14 Mayıs 2014 Çarşamba

GEÇ KALAN ADAM AHMET HAMDİ TANPINAR

Aylar önce aldığım, kendime geç kalmışlığım bir kez daha bumerang gibi gelip çarptığında nihayet raftan indirip okumaya başladığım kitap: Geç Kalan Adam...

Aklınız Doğu- Batı meselesine takılmış, ruhunuz geçmiş-gelecek hesaplaşmasına öfkelenmiş ve bedeniniz hayatla didişmeye fazla zaman ayırmaya başlamışsa bu kitabı okumanın tam vaktidir.

Buralarda, bizim şu an, tam da üzerine bastığımız topraklarda bir zamanlar edebiyat konuşan, edebiyat soluyan ve hatta tepeden tırnağa edebiyat olan insanların yaşadığını bilmek insanın ısınan ve hatta kora dönüşen kalbine su serpiyor. Bugün, burnumuza dayatılan her şeyden şiddetle tiksinirken, birkaç on yılla ne rakı sofraları, ne dost sohbetleri kaçırdığımı düşünerek kederleniyorum... İçelim Burhan Bey!

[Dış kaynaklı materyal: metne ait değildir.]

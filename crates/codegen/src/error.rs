//! Generator errors.

use std::path::PathBuf;

use nsdk_core::AnalyzerError;
use thiserror::Error;

/// Failure while generating or writing an SDK.
#[derive(Debug, Error)]
pub enum CodegenError {
    /// The output directory exists and replacing it was not requested.
    #[error("Please provide an output directory that doesn't exist yet (found {})", .0.display())]
    OutputExists(PathBuf),

    /// The output directory exists but does not hold a generated SDK.
    #[error(
        "Provided output path {} exists but does not seem to contain an SDK output. Please check the output directory.",
        .0.display()
    )]
    NotAnSdkOutput(PathBuf),

    /// The parent of the output directory is missing.
    #[error("Output directory's parent {} does not exist.", .0.display())]
    MissingOutputParent(PathBuf),

    /// The central config script cannot be imported from the output directory.
    #[error("Cannot import config script {} from output directory {}", .script.display(), .output.display())]
    UnreachableConfigScript {
        /// Configured script.
        script: PathBuf,
        /// Output directory.
        output: PathBuf,
    },

    /// Writing or removing a file failed.
    #[error("Failed to write {}: {source}", .path.display())]
    Io {
        /// Path being written.
        path: PathBuf,
        /// Underlying I/O error.
        source: std::io::Error,
    },

    /// The SDK content could not be analyzed or serialized.
    #[error(transparent)]
    Analyzer(#[from] AnalyzerError),

    /// A broken invariant of the generator.
    #[error("Internal error: {0}")]
    Internal(String),
}
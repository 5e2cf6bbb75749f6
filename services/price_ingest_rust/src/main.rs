use anyhow::{Context, Result};
use dotenv::dotenv;
use price_ingest_rust::{scheduler, IngestorConfig, PriceIngestor};
use std::sync::Arc;
use tracing::info;
use tracing_subscriber::EnvFilter;

#[tokio::main]
async fn main() -> Result<()> {
    dotenv().ok();

    // Initialize logging
    tracing_subscriber::fmt()
        .with_env_filter(EnvFilter::try_from_default_env().unwrap_or_else(|_| EnvFilter::new("info")))
        .init();

    info!("Starting price_ingest_rust...");

    let config = IngestorConfig::from_env().context("Invalid configuration")?;
    info!(
        "Key Vault: {}, secret: {}, event hub: {}",
        config.vault_url(),
        config.eventhub_secret_name,
        config.eventhub_name
    );

    let ingestor = Arc::new(
        PriceIngestor::from_config(&config).context("Failed to initialize ingestor")?,
    );

    if config.run_once {
        scheduler::run_tick(ingestor)
            .await
            .context("Ingest tick failed")?;
        return Ok(());
    }

    if config.run_on_startup {
        // A failed startup tick is logged and the scheduler still starts
        scheduler::run_tick(ingestor.clone()).await.ok();
    }

    let mut sched = scheduler::start(&config.schedule, ingestor)
        .await
        .context("Failed to start scheduler")?;

    tokio::signal::ctrl_c()
        .await
        .context("Failed to listen for shutdown signal")?;

    info!("Shutting down...");
    sched
        .shutdown()
        .await
        .context("Failed to stop scheduler")?;

    Ok(())
}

Çok geç keşfettiğim Fikret Mualla ile yine çok geç okuduğum Ahmet Hamdi Tanpınar'ın ezber bozan ruh tanışıklıkları, bana hiç ait olmadığımı zannettiğim dünyanın, zamanı hiçe sayan azası olduğumu hissettiriyor. Bu ne ego derseniz, tevazu uzun bir tatilde derim.

Kitabı altını çizmeyeyim ki, tekrar okuduğumda tadım kaçması diye elime kalem almayarak, Adalet Cimcoz Hanımefendi'nin kıyafetlerini, Narmanlı Han'ın sanata boyanmış günlerini düşleyerek okuyorum. Okuyorum. Okuyorum. Yoksa yaşıyor muyum?

Yıllar geçtikçe nasıl da babamın kokusunu takip ettiğimi ve bunu hiç farkına varmadan yaptığımı görüyorum. Bize bırakılanlar sadece kaş göz değil, ebeveyn dediğin iyisi ve kötüsüyle ruhuna maya çalıyor insanın; baban gibi ağlıyor, annen gibi gülüyorsun...

Narmanlı Han, çocukluğumun cennetidir. Ard arda iki kitapta ( Romancı, Hakan Yaman'ın son kitabı olup, tavsiye ederim ) karşıma çıkmasını tesadüfe yoramadım. İçimden, benim de orada anılarım var, babamın dükkanı, o kocaman pembe yatak ve şaha kalkmış at heykeli hakkında yazmalıyım dedim. Noter bahçesinde oyunlar, girişteki dükkandan alına  takılar, Aliye Hanım'ın odasına bakarak hayale dalmalar... Ve yıllar sonra "demek oralarda Ahmet Hamdi de nefes almış öyle mi...." diyerek şaşırıp kalmalar.

Yazmaya geç kalmak, ruh tembelliği zannımca...  
Geç Kalan Adam tüm geç kalmışlara ve edebiyat severlere, hatta tarih ve İstanbul severlere, üstüne üstlük Batıya öykünüp kendi hikayesini dinlemeyi atlayanlara şiddetle önerilir.